*Task directions*: A line belongs in the answer if it contains "commands"; copy every such line from the entries below.

================

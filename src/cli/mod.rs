//! cli
//!
//! Command-line interface for inspecting pool transaction state.
//!
//! # Responsibilities
//!
//! - Parse command-line arguments and global flags
//! - Resolve configuration and install the log subscriber
//! - Delegate to command handlers
//!
//! # Architecture
//!
//! The CLI runs as a separate process from the daemon, so it cannot see
//! the daemon's in-memory locks. It reads records, step logs and lock
//! markers from the state root; only `reconcile` writes.

pub mod args;
pub mod commands;

pub use args::{Cli, Shell};

use anyhow::{Context as _, Result};
use tracing_subscriber::EnvFilter;

use crate::core::config::Config;

/// Shared state for command handlers.
#[derive(Debug, Clone)]
pub struct Context {
    /// Resolved configuration, with CLI overrides applied.
    pub config: Config,
}

/// Run the CLI application.
///
/// This is the main entry point called from `main.rs`.
pub fn run() -> Result<()> {
    let cli = Cli::parse_args();
    init_logging(cli.debug);

    let mut config = Config::load().context("failed to load configuration")?;
    if let Some(dir) = cli.state_dir.clone() {
        config.state_dir = dir;
    }
    tracing::debug!(state_dir = %config.state_dir.display(), "resolved configuration");

    let ctx = Context { config };

    // Dispatch to command handler
    commands::dispatch(cli.command, &ctx)
}

/// Install the stderr log subscriber.
///
/// `RUST_LOG` wins when set; otherwise `warn`, or `debug` with `--debug`.
fn init_logging(debug: bool) {
    let default = if debug { "pooltx=debug" } else { "warn" };
    let filter = EnvFilter::try_from_default_env().unwrap_or_else(|_| EnvFilter::new(default));

    // Ignore the error if a subscriber is already installed.
    let _ = tracing_subscriber::fmt()
        .with_env_filter(filter)
        .with_writer(std::io::stderr)
        .try_init();
}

================

*Written solution*:
pub mod commands;
    commands::dispatch(cli.command, &ctx)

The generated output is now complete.